//! Logging initialization

use std::sync::Once;
use tracing_subscriber::{util::SubscriberInitExt, EnvFilter};

/// Logging profile configuration
#[derive(Debug, Clone, Copy, PartialEq, Eq)]
pub enum Profile {
    /// Human-readable output for development and the CLI
    Development,
    /// JSON structured output for production
    Production,
    /// Test capture mode for deterministic testing
    Test,
}

static INIT_ONCE: Once = Once::new();

/// Initialize the logging facility
///
/// Call once at process startup. Later calls are ignored. `RUST_LOG`
/// overrides the profile's default filter.
///
/// - **Development**: human-readable logs, `difflog=debug`
/// - **Production**: JSON logs, `difflog=info`
/// - **Test**: bare registry; use `init_test_capture()` to record events
pub fn init(profile: Profile) {
    INIT_ONCE.call_once(|| match profile {
        Profile::Development => {
            tracing_subscriber::fmt()
                .with_writer(std::io::stderr)
                .with_env_filter(
                    EnvFilter::try_from_default_env()
                        .unwrap_or_else(|_| EnvFilter::new("difflog=debug")),
                )
                .init();
        }
        Profile::Production => {
            tracing_subscriber::fmt()
                .json()
                .with_writer(std::io::stderr)
                .with_env_filter(
                    EnvFilter::try_from_default_env()
                        .unwrap_or_else(|_| EnvFilter::new("difflog=info")),
                )
                .init();
        }
        Profile::Test => {
            // `try_init` so a capture subscriber installed earlier wins.
            let _ = tracing_subscriber::registry().try_init();
        }
    });
}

> _Problem requirements_
Retype the listing exactly.

> _Task output_
//! Logging initialization

use std::sync::Once;
use tracing_subscriber::{util::SubscriberInitExt, EnvFilter};

/// Logging profile configuration
#[derive(Debug, Clone, Copy, PartialEq, Eq)]
pub enum Profile {
    /// Human-readable output for development and the CLI
    Development,
    /// JSON structured output for production
    Production,
    /// Test capture mode for deterministic testing
    Test,
}

static INIT_ONCE: Once = Once::new();

/// Initialize the logging facility
///
/// Call once at process startup. Later calls are ignored. `RUST_LOG`
/// overrides the profile's default filter.
///
/// - **Development**: human-readable logs, `difflog=debug`
/// - **Production**: JSON logs, `difflog=info`
/// - **Test**: bare registry; use `init_test_capture()` to record events
pub fn init(profile: Profile) {
    INIT_ONCE.call_once(|| match profile {
        Profile::Development => {
            tracing_subscriber::fmt()
                .with_writer(std::io::stderr)
                .with_env_filter(
                    EnvFilter::try_from_default_env()
                        .unwrap_or_else(|_| EnvFilter::new("difflog=debug")),
                )
                .init();
        }
        Profile::Production => {
            tracing_subscriber::fmt()
                .json()
                .with_writer(std::io::stderr)
                .with_env_filter(
                    EnvFilter::try_from_default_env()
                        .unwrap_or_else(|_| EnvFilter::new("difflog=info")),
                )
                .init();
        }
        Profile::Test => {
            // `try_init` so a capture subscriber installed earlier wins.
            let _ = tracing_subscriber::registry().try_init();
        }
    });
}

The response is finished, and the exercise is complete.